* _Your task_:
The required output is the line containing "pub mod transmitter;" followed by each line through the end of the data below, repeated exactly and with nothing added.

* _Available data_:

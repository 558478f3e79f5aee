//! Wire-format structs for ST 2110-20/22/30/40/41 and RFC 4585 RTCP NACK.
//!
//! Every struct here is `#[repr(C, packed)]` and derives `bytemuck::Pod` so
//! it can be written directly into a packet buffer with no intermediate
//! serialisation step, the same way `linnix_ai_ebpf_common::ProcessEvent`
//! is written directly into a ring slot.

pub mod eth_ip_udp;
pub mod rtcp;
pub mod rtp;
pub mod srd;

pub use eth_ip_udp::{EthHdr, Ipv4Hdr, UdpHdr};
pub use rtcp::{RtcpFci, RtcpNackHdr, RTCP_MAX_FCIS, RTCP_PT_NACK};
pub use rtp::{Rfc3550RtpHdr, Rfc4175RtpHdr, Rfc8331RtpHdr, RtpBaseHdr, RTP_VERSION_2};
pub use srd::{Rfc4175Srd, SRD_BIT_CONTINUATION, SRD_BIT_FIELD};

/// `row_length | USER_META_MARKER` flags an out-of-band user-metadata
/// packet (open question: real line
/// lengths never set the top bit, so overlap is impossible by
/// construction as long as callers reject lengths >= 32768).
pub const USER_META_MARKER: u16 = 0x8000;
pub const USER_META_MAX_REAL_LENGTH: u16 = 0x7fff;

/// Standard UDP payload ceiling used throughout the pacing/packing maths.
pub const ST_PKT_MAX_UDP_BYTES: usize = 1460;
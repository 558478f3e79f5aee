//! Tasklet scheduler, transmit pacing engine and redundant TX pipeline
//! for SMPTE ST 2110 senders.
//!
//! NIC bring-up, ARP, PTP discipline, RX reassembly and control-plane
//! signalling are out of scope; [`collab`] is the seam the host
//! application implements to supply them.

pub mod collab;
pub mod config;
pub mod error;
pub mod fmt;
pub mod frame;
pub mod lcore;
pub mod manager;
pub mod pacing;
pub mod rtcp;
pub mod scheduler;
pub mod session;
pub mod stats;
pub mod transmitter;
pub mod txqueue;

pub use error::{CoreError, CoreResult};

* _Answer to this exercise_:
pub mod transmitter;
pub mod txqueue;

pub use error::{CoreError, CoreResult};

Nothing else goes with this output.